The Insolvency and Bankruptcy Code (IBC) 2016 is a landmark legislation that introduced a a comprehensive framework for resolving insolvency and bankruptcy cases in India. However, since its implementation, there have been several concerns raised about the level of obscurity in the code, particularly about the application of its provisions and the role of various stakeholders in the resolution process.

This research paper critically analyses the concept of obscurity in the IBC 2016 and its impact on the resolution process. The paper begins by defining obscurity and identifying the areas of the code where it is most prevalent. It then delves into the reasons for the obscurity, including the lack of clarity in the code's language, inadequate judicial interpretation, and the conflicting interests of stakeholders.

The paper also highlights the consequences of obscurity, such as delays in the resolution process, increased litigation, and the risk of non-uniformity in decisions. To address these concerns, the paper proposes measures such as improving the drafting of the code, enhancing judicial training, and encouraging stakeholder collaboration.
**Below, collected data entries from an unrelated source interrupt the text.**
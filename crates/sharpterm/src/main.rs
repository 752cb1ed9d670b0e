//! SharpScript MUD 客戶端（終端機版）

mod app;
mod console;

use clap::Parser;
use tracing_subscriber::{layer::SubscriberExt, util::SubscriberInitExt};

#[tokio::main]
async fn main() -> Result<(), app::AppError> {
    // 日誌寫到 stderr，stdout 留給 MUD 文字
    tracing_subscriber::registry()
        .with(tracing_subscriber::fmt::layer().with_writer(std::io::stderr))
        .with(tracing_subscriber::EnvFilter::from_default_env())
        .init();

    let args = app::Args::parse();
    app::run(args).await
}
//! `{+ ... }` 嵌入區塊
//!
//! 區塊內容為 Lua 程式碼，使用 mlua 執行。可用的 API：
//! - `mud.send(cmd)` / `mud.echo(text)` / `mud.say(text)` / `mud.feed(channel, text)`
//! - `vars`：變數表的副本，修改會在下一條指令開始時寫回
//! - `args`：最近一次匹配的數字捕獲群組

use mlua::{FromLua, IntoLua, Lua, Table, Value as LuaValue};
use tracing::debug;

use super::runner::{Effect, ExecContext};
use super::ScriptError;

/// 執行一段 Lua 區塊，將結果轉為副作用與變數寫入
pub(crate) fn run_block(source: &str, ctx: &mut ExecContext<'_>) -> Result<(), ScriptError> {
    let lua = Lua::new();

    // mud 表與收集結果用的列表
    let mud = lua.create_table()?;
    for list in ["commands", "echos", "speech", "feeds"] {
        mud.set(list, lua.create_table()?)?;
    }

    mud.set(
        "send",
        lua.create_function(|lua, cmd: String| append(lua, "commands", cmd))?,
    )?;
    mud.set(
        "echo",
        lua.create_function(|lua, text: String| append(lua, "echos", text))?,
    )?;
    mud.set(
        "say",
        lua.create_function(|lua, text: String| append(lua, "speech", text))?,
    )?;
    mud.set(
        "feed",
        lua.create_function(|lua, (channel, text): (String, String)| {
            let pair = lua.create_table()?;
            pair.set(1, channel)?;
            pair.set(2, text)?;
            append(lua, "feeds", pair)
        })?,
    )?;
    lua.globals().set("mud", mud)?;

    // 變數表
    let vars = lua.create_table()?;
    for (name, value) in ctx.locals().iter() {
        vars.set(name, value)?;
    }
    lua.globals().set("vars", vars)?;

    let args = lua.create_table()?;
    for (index, value) in ctx.locals().args() {
        match index.parse::<i64>() {
            Ok(i) => args.set(i, value.as_str())?,
            Err(_) => args.set(index.as_str(), value.as_str())?,
        }
    }
    lua.globals().set("args", args)?;

    lua.load(source).set_name("block").exec()?;

    // 收集結果
    let mud: Table = lua.globals().get("mud")?;

    let commands: Table = mud.get("commands")?;
    for cmd in commands.sequence_values::<String>().flatten() {
        ctx.emit(Effect::Send(cmd));
    }

    let echos: Table = mud.get("echos")?;
    for text in echos.sequence_values::<String>().flatten() {
        ctx.emit(Effect::Display(text));
    }

    let speech: Table = mud.get("speech")?;
    for text in speech.sequence_values::<String>().flatten() {
        ctx.emit(Effect::Speak {
            text,
            interrupt: false,
        });
    }

    let feeds: Table = mud.get("feeds")?;
    for pair in feeds.sequence_values::<Table>().flatten() {
        if let (Ok(channel), Ok(message)) = (pair.get::<String>(1), pair.get::<String>(2)) {
            ctx.emit(Effect::Feed { channel, message });
        }
    }

    // 寫回變數：新增/修改排入寫入，消失的排入刪除
    // 數字與布林值轉為文字；無法轉換的值（表、函式）保留原變數
    let vars: Table = lua.globals().get("vars")?;
    let mut seen = Vec::new();
    for (name, value) in vars.pairs::<String, LuaValue>().flatten() {
        match lua_text(&lua, value) {
            Some(text) if ctx.locals().get(&name) != Some(text.as_str()) => {
                ctx.set_var(name.clone(), text);
            }
            Some(_) => {}
            None => debug!(variable = %name, "Lua 變數無法轉為文字，略過"),
        }
        seen.push(name);
    }
    let removed: Vec<String> = ctx
        .locals()
        .iter()
        .map(|(name, _)| name.to_string())
        .filter(|name| !seen.contains(name))
        .collect();
    for name in removed {
        ctx.delete_var(name);
    }

    Ok(())
}

/// 依 Lua `tostring` 的規則轉換字串、數字與布林值
fn lua_text(lua: &Lua, value: LuaValue) -> Option<String> {
    match value {
        LuaValue::Boolean(flag) => Some(flag.to_string()),
        LuaValue::String(_) | LuaValue::Integer(_) | LuaValue::Number(_) => {
            String::from_lua(value, lua).ok()
        }
        _ => None,
    }
}

/// 在 `mud.<list>` 尾端加入一個值
fn append(lua: &Lua, list: &str, value: impl IntoLua) -> mlua::Result<()> {
    let mud: Table = lua.globals().get("mud")?;
    let items: Table = mud.get(list)?;
    let len = items.len()? + 1;
    items.set(len, value)
}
In conclusion, the research paper emphasizes the need for greater clarity and transparency in the IBC 2016 to ensure a smooth and efficient resolution process. Finally, the paper proposes measures to address the concerns raised and concludes by emphasizing the need for greater clarity and transparency in the IBC 2016.

Introduction:
The Insolvency and Bankruptcy Code (IBC) 2016 was enacted to revolutionize India's insolvency and bankruptcy regime. The code brought about a significant change by streamlining the process for the resolution of insolvency cases, ensuring a time-bound process and maximizing the value of assets. However, despite the code's laudable objectives, there have been several concerns raised about the level of obscurity in its provisions.
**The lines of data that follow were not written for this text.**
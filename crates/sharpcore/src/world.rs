//! World：一個 MUD 連線的完整狀態
//!
//! 持有腳本引擎、別名、觸發器、巨集、頻道與暫停中的腳本，是所有事件的進入點：
//! - [`World::handle_message`]：伺服器送來的文字
//! - [`World::handle_input`]：使用者輸入
//! - [`World::handle_key`]：快捷鍵
//! - [`World::poll_timers`]：計時器，恢復到期的暫停腳本
//!
//! 腳本函式只產生 [`Effect`]，由 World 在執行後依序套用。

use std::sync::{Arc, Mutex, MutexGuard, PoisonError};
use std::time::Instant;

use tracing::{debug, error, info, warn};

use crate::alias::AliasManager;
use crate::channel::ChannelManager;
use crate::client::{Client, OutputFlags, OutputSink};
use crate::config::WorldSettings;
use crate::keymacro::{MacroManager, Shortcut};
use crate::script::{
    format, unescape_separators, Argument, Continuation, Effect, Locals, RunOutcome, ScriptEngine,
    ScriptError, Statement,
};
use crate::trigger::TriggerManager;

/// 別名展開的最大遞迴深度
pub const MAX_SEND_DEPTH: usize = 50;

/// 多個任務共用的 World
pub type SharedWorld = Arc<Mutex<World>>;

/// 取得 World 的鎖；持有鎖的任務 panic 後仍可繼續使用
pub fn lock_world(world: &SharedWorld) -> MutexGuard<'_, World> {
    world.lock().unwrap_or_else(PoisonError::into_inner)
}

/// 游標標記位置
#[derive(Debug, Clone, Copy, PartialEq, Eq)]
pub struct Mark {
    /// 在 [`Reception::lines`] 中的索引
    pub line: usize,
    /// 匹配起點（字元欄位）
    pub column: usize,
}

/// 一批伺服器文字的處理結果
#[derive(Debug, Default)]
pub struct Reception {
    /// 實際顯示的行（經過取代與靜音）
    pub lines: Vec<String>,
    /// 這批文字中第一個 `+mark` 觸發器的位置
    pub mark: Option<Mark>,
}

pub struct World {
    settings: WorldSettings,
    engine: ScriptEngine,
    aliases: AliasManager,
    triggers: TriggerManager,
    macros: MacroManager,
    channels: ChannelManager,
    client: Option<Box<dyn Client>>,
    sink: Box<dyn OutputSink>,
    pending: Vec<Continuation>,
    /// 展開中的別名模式，避免別名展開自己
    expanding: Vec<String>,
}

impl World {
    pub fn new(settings: WorldSettings, sink: Box<dyn OutputSink>) -> Self {
        Self {
            settings,
            engine: ScriptEngine::new(),
            aliases: AliasManager::new(),
            triggers: TriggerManager::new(),
            macros: MacroManager::new(),
            channels: ChannelManager::new(),
            client: None,
            sink,
            pending: Vec::new(),
            expanding: Vec::new(),
        }
    }

    pub fn into_shared(self) -> SharedWorld {
        Arc::new(Mutex::new(self))
    }

    pub fn settings(&self) -> &WorldSettings {
        &self.settings
    }

    pub fn settings_mut(&mut self) -> &mut WorldSettings {
        &mut self.settings
    }

    pub fn engine(&self) -> &ScriptEngine {
        &self.engine
    }

    pub fn engine_mut(&mut self) -> &mut ScriptEngine {
        &mut self.engine
    }

    pub fn aliases(&self) -> &AliasManager {
        &self.aliases
    }

    pub fn triggers(&self) -> &TriggerManager {
        &self.triggers
    }

    pub fn macros(&self) -> &MacroManager {
        &self.macros
    }

    pub fn channels(&self) -> &ChannelManager {
        &self.channels
    }

    // ========================================================================
    // 連線
    // ========================================================================

    pub fn bind_client(&mut self, client: Box<dyn Client>) {
        info!(world = %self.settings.name, "已綁定連線");
        self.client = Some(client);
    }

    pub fn unbind_client(&mut self) -> Option<Box<dyn Client>> {
        info!(world = %self.settings.name, "已解除連線");
        self.client.take()
    }

    pub fn is_connected(&self) -> bool {
        self.client.is_some()
    }

    // ========================================================================
    // 事件
    // ========================================================================

    /// 使用者輸入：經過別名與命令堆疊後送出；空白輸入直接送出空行
    pub fn handle_input(&mut self, input: &str, now: Instant) {
        if input.trim().is_empty() {
            self.transmit("");
            return;
        }
        self.send(input, 0, now);
    }

    /// 伺服器文字：逐行測試觸發器並顯示
    pub fn handle_message(&mut self, text: &str, now: Instant) -> Reception {
        let mut reception = Reception::default();

        for line in text.lines() {
            let mut effects = Vec::new();
            let fired = match self.triggers.best(line) {
                Some((trigger, captures)) => {
                    let result = trigger.fire(&captures, &mut self.engine, &mut effects, now);
                    // 動作無法解析時觸發器這一回合不生效，原樣顯示
                    let (shown, mark) = match &result {
                        Err(err) if err.is_parse_failure() => (Some(line.to_string()), None),
                        _ => (
                            trigger.display_text(line, self.engine.locals()),
                            trigger.mark().then_some(captures.start),
                        ),
                    };
                    Some((trigger.label(), result, shown, mark))
                }
                None => None,
            };

            let (shown, mark, outcome) = match fired {
                Some((label, result, shown, mark)) => (shown, mark, Some((label, result))),
                None => (Some(line.to_string()), None, None),
            };

            if let Some(shown) = shown {
                if let (Some(column), None) = (mark, reception.mark) {
                    reception.mark = Some(Mark {
                        line: reception.lines.len(),
                        column,
                    });
                }
                let flags = self.line_flags();
                self.sink.handle_message(&shown, flags);
                reception.lines.push(shown);
            }

            self.apply(effects, 0, now);
            if let Some((label, result)) = outcome {
                self.settle(&label, result);
            }
        }

        reception
    }

    /// 快捷鍵：回傳是否有對應的巨集
    pub fn handle_key(&mut self, shortcut: &Shortcut, now: Instant) -> bool {
        let mut effects = Vec::new();
        let fired = self
            .macros
            .find(shortcut)
            .map(|item| (item.label(), item.fire(&mut self.engine, &mut effects, now)));

        match fired {
            Some((label, result)) => {
                self.apply(effects, 0, now);
                self.settle(&label, result);
                true
            }
            None => false,
        }
    }

    /// 恢復所有到期的暫停腳本（依到期順序），回傳恢復的數量
    pub fn poll_timers(&mut self, now: Instant) -> usize {
        if self.pending.is_empty() {
            return 0;
        }

        let (mut due, waiting): (Vec<_>, Vec<_>) = std::mem::take(&mut self.pending)
            .into_iter()
            .partition(|continuation| continuation.due() <= now);
        self.pending = waiting;
        due.sort_by_key(Continuation::due);

        let count = due.len();
        for continuation in due {
            let label = continuation.label().to_string();
            let mut effects = Vec::new();
            let result = self.engine.resume(continuation, &mut effects, now);
            self.apply(effects, 0, now);
            self.settle(&label, result);
        }
        count
    }

    /// 最近一個暫停腳本的到期時間
    pub fn next_due(&self) -> Option<Instant> {
        self.pending.iter().map(Continuation::due).min()
    }

    pub fn pending_count(&self) -> usize {
        self.pending.len()
    }

    /// 重設引擎：清空變數，所有暫停中的腳本到期時直接丟棄
    pub fn reset_engine(&mut self) {
        self.engine.invalidate();
        *self.engine.locals_mut() = Locals::new();
        info!(world = %self.settings.name, "腳本引擎已重設");
    }

    // ========================================================================
    // 設定
    // ========================================================================

    /// 執行 `config.set` 內容（不做變數替換）
    pub fn load_config(&mut self, text: &str, now: Instant) -> Result<(), ScriptError> {
        let mut effects = Vec::new();
        let result = self.engine.execute_raw(text, "config", &mut effects, now);
        self.apply(effects, 0, now);

        match result {
            Ok(RunOutcome::Suspended(continuation)) => self.pending.push(continuation),
            Ok(_) => {}
            Err(err) => {
                error!(world = %self.settings.name, error = %err, "載入設定失敗");
                return Err(err);
            }
        }

        info!(
            world = %self.settings.name,
            aliases = self.aliases.len(),
            triggers = self.triggers.len(),
            macros = self.macros.len(),
            "已載入設定"
        );
        Ok(())
    }

    /// 序列化為 `config.set` 內容
    pub fn save_config(&self) -> String {
        let mut lines = Vec::new();
        for channel in self.channels.list() {
            let statement =
                Statement::new("channel").with_argument(Argument::Braced(channel.name.clone()));
            lines.push(format(&statement));
        }
        lines.extend(self.aliases.list().iter().map(|alias| alias.to_statement()));
        lines.extend(self.triggers.list().iter().map(|trigger| trigger.to_statement()));
        lines.extend(self.macros.list().iter().map(|item| item.to_statement()));

        let mut content = lines.join("\n");
        if !content.is_empty() {
            content.push('\n');
        }
        content
    }

    // ========================================================================
    // 內部
    // ========================================================================

    /// 送出命令：拆分後逐段測試別名，沒有別名符合就送到伺服器
    ///
    /// 展開中的別名不會再次匹配自己展開出來的命令。
    fn send(&mut self, text: &str, depth: usize, now: Instant) {
        if depth > MAX_SEND_DEPTH {
            error!(command = text, "別名遞迴超過 {} 層，停止展開", MAX_SEND_DEPTH);
            return;
        }

        for command in self.split_commands(text) {
            let mut effects = Vec::new();
            let matched = self
                .aliases
                .test_except(&command, &self.expanding, &mut self.engine, &mut effects, now)
                .map(|(alias, result)| (alias.label(), alias.pattern().as_str().to_string(), result));

            match matched {
                Some((label, pattern, result)) => {
                    self.expanding.push(pattern);
                    self.apply(effects, depth + 1, now);
                    self.expanding.pop();
                    self.settle(&label, result);
                }
                None => self.transmit(&command),
            }
        }
    }

    /// 依換行與命令堆疊分隔符拆分，並還原跳脫的分號
    fn split_commands(&self, text: &str) -> Vec<String> {
        let stacking = self.settings.command_stacking.as_str();
        let commands: Vec<String> = text
            .split('\n')
            .flat_map(|line| split_stacked(line.trim_end_matches('\r'), stacking))
            .filter(|command| !command.trim().is_empty())
            .map(|command| unescape_separators(&command))
            .collect();

        if commands.is_empty() {
            vec![String::new()]
        } else {
            commands
        }
    }

    fn transmit(&mut self, command: &str) {
        match self.client.as_mut() {
            Some(client) => {
                debug!(command, "送出");
                client.write(command);
            }
            None => warn!(command, "未連線，丟棄命令"),
        }
    }

    fn line_flags(&self) -> OutputFlags {
        OutputFlags {
            screen: true,
            speech: self.settings.speech,
            braille: self.settings.braille,
            interrupt: false,
        }
    }

    /// 套用腳本副作用
    fn apply(&mut self, effects: Vec<Effect>, depth: usize, now: Instant) {
        for effect in effects {
            match effect {
                Effect::Send(text) => self.send(&text, depth, now),
                Effect::Display(text) => {
                    let flags = self.line_flags();
                    self.sink.handle_message(&unescape_separators(&text), flags);
                }
                Effect::Speak { text, interrupt } => self
                    .sink
                    .handle_message(&unescape_separators(&text), OutputFlags::speech(interrupt)),
                Effect::Play(path) => self.sink.play_sound(&unescape_separators(&path)),
                Effect::Feed { channel, message } => {
                    if !self.channels.feed(&channel, unescape_separators(&message)) {
                        warn!(channel = %channel, "頻道未宣告，丟棄訊息");
                    }
                }
                Effect::DeclareAlias(alias) => {
                    debug!(pattern = alias.pattern().as_str(), "宣告別名");
                    self.aliases.add(alias);
                }
                Effect::DeclareTrigger(trigger) => {
                    debug!(pattern = trigger.pattern().as_str(), "宣告觸發器");
                    self.triggers.add(trigger);
                }
                Effect::DeclareMacro(item) => {
                    debug!(shortcut = %item.shortcut(), "宣告巨集");
                    self.macros.add(item);
                }
                Effect::DeclareChannel(name) => {
                    if self.channels.add(&name) {
                        debug!(channel = %name, "宣告頻道");
                    }
                }
            }
        }
    }

    /// 處理一次執行的結果：暫停的排入佇列，錯誤記錄後忽略
    fn settle(&mut self, label: &str, result: Result<RunOutcome, ScriptError>) {
        match result {
            Ok(RunOutcome::Suspended(continuation)) => {
                debug!(reaction = label, "腳本暫停，等待恢復");
                self.pending.push(continuation);
            }
            Ok(RunOutcome::Completed) | Ok(RunOutcome::Aborted) | Ok(RunOutcome::Cancelled) => {}
            Err(err) if err.is_parse_failure() => {
                error!(reaction = label, error = %err, "腳本解析失敗");
            }
            Err(err) => {
                error!(reaction = label, error = %err, "腳本執行失敗");
            }
        }
    }
}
The concept of obscurity refers to the lack of clarity or transparency in the application of the code's provisions. There are several reasons for obscurity in the IBC 2016, including the complexity of the insolvency process, the lack of clarity in the language used in the code, the inadequacy of judicial interpretation, and the conflicting interests of various stakeholders involved in the resolution process.
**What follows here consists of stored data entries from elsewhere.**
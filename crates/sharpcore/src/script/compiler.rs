//! 語句編譯
//!
//! 將 [`Statement`] 轉為執行器可直接解讀的 [`Instruction`]，不產生任何動態程式碼。

use std::time::Duration;

use super::splitter::{self, expand_separators, format_argument, Argument, Flags, Statement};
use super::variables::{replace_variables, Locals};
use super::ScriptError;
use crate::functions::FunctionRegistry;

/// 呼叫參數
#[derive(Debug, Clone, PartialEq, Eq)]
pub enum Value {
    /// 原樣傳遞
    Literal(String),
    /// 執行當下才做變數替換
    Template(String),
    /// 嵌入的 Lua 區塊，不做任何處理
    Block(String),
}

impl Value {
    /// 取得實際傳給函式的文字
    pub fn resolve(&self, locals: &Locals) -> String {
        match self {
            Value::Literal(text) => text.clone(),
            Value::Template(text) => replace_variables(text, locals),
            Value::Block(source) => format_argument(&Argument::Foreign(source.clone())),
        }
    }
}

/// 編譯後的指令
#[derive(Debug, Clone, PartialEq)]
pub enum Instruction {
    /// 呼叫已註冊的函式
    Call {
        function: String,
        args: Vec<Value>,
        flags: Flags,
    },
    /// 暫停指定時間後繼續
    Pause { duration: Duration },
    /// 直接執行的 Lua 區塊
    RawBlock { source: String },
}

/// 編譯單一語句
///
/// `vars` 為 `Some` 時參數會做變數替換：一般呼叫在執行當下替換，
/// 自訂編譯形式（如 `#pause`）則立即以這張表替換。
pub fn compile(
    statement: &Statement,
    vars: Option<&Locals>,
    functions: &FunctionRegistry,
) -> Result<Instruction, ScriptError> {
    if statement.is_block() {
        let source = statement.arguments.first().map(Argument::text).unwrap_or_default();
        return Ok(Instruction::RawBlock {
            source: source.to_string(),
        });
    }

    let function = functions
        .get(&statement.function)
        .ok_or_else(|| ScriptError::UnknownFunction(statement.function.clone()))?;
    let vars = vars.filter(|_| function.substitutes());

    let literals: Vec<String> = statement
        .arguments
        .iter()
        .map(|argument| match argument {
            Argument::Foreign(_) => format_argument(argument),
            other => expand_separators(other.text()),
        })
        .collect();
    function.validate(&literals, &statement.flags)?;

    let custom_args: Vec<String> = match vars {
        Some(table) => literals.iter().map(|text| replace_variables(text, table)).collect(),
        None => literals,
    };
    if let Some(instruction) = function.custom_form(&custom_args, &statement.flags) {
        return Ok(instruction);
    }

    let args = statement
        .arguments
        .iter()
        .map(|argument| match argument {
            Argument::Foreign(source) => Value::Block(source.clone()),
            other => {
                let text = expand_separators(other.text());
                if vars.is_some() {
                    Value::Template(text)
                } else {
                    Value::Literal(text)
                }
            }
        })
        .collect();

    Ok(Instruction::Call {
        function: statement.function.clone(),
        args,
        flags: statement.flags.clone(),
    })
}

/// 切分並編譯整段腳本
pub fn compile_script(
    source: &str,
    vars: Option<&Locals>,
    functions: &FunctionRegistry,
) -> Result<Vec<Instruction>, ScriptError> {
    splitter::split(source)?
        .iter()
        .map(|statement| compile(statement, vars, functions))
        .collect()
}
The obscurity in the IBC 2016 has several implications, such as increased litigation, delays in the resolution process, and the risk of non-uniformity in decisions. The lack of clarity in the code's provisions have resulted in a significant number of cases being litigated, leading to a backlog in the resolution process. The time-bound nature of the IBC 2016 has been severely impacted, leading to a delay in the resolution process, which goes against the code's objective of time-bound resolution.

Defining Obscurity in Insolvency and Bankruptcy Code 2016
Obscurity in the context of the Insolvency and Bankruptcy Code (IBC) 2016 refers to the lack of clarity or transparency in the application of its provisions. This can manifest in several ways, such as ambiguity in the language used in the code, conflicting interpretations of its provisions by various stakeholders, and inadequate judicial interpretation.

Obscurity can also arise from the complexity of the insolvency resolution process, which involves several stakeholders with varying interests and responsibilities. The lack of clarity and transparency in the code's provisions can lead to a lack of predictability in the resolution process, resulting in delays and increased litigation.

Obscurity in the IBC 2016 can have significant implications for the insolvency resolution process, such as impeding the efficient and timely resolution of cases, increasing the cost of resolution, and impacting the confidence of investors in the insolvency regime. Therefore, it is essential to address the issue of obscurity in the IBC 2016 to ensure a transparent and predictable resolution process that is in line with the code's objectives.

Areas of Obscurity in Insolvency and Bankruptcy Code 2016
Obscurity in the Insolvency and Bankruptcy Code (IBC) 2016 can be observed in several areas of the code.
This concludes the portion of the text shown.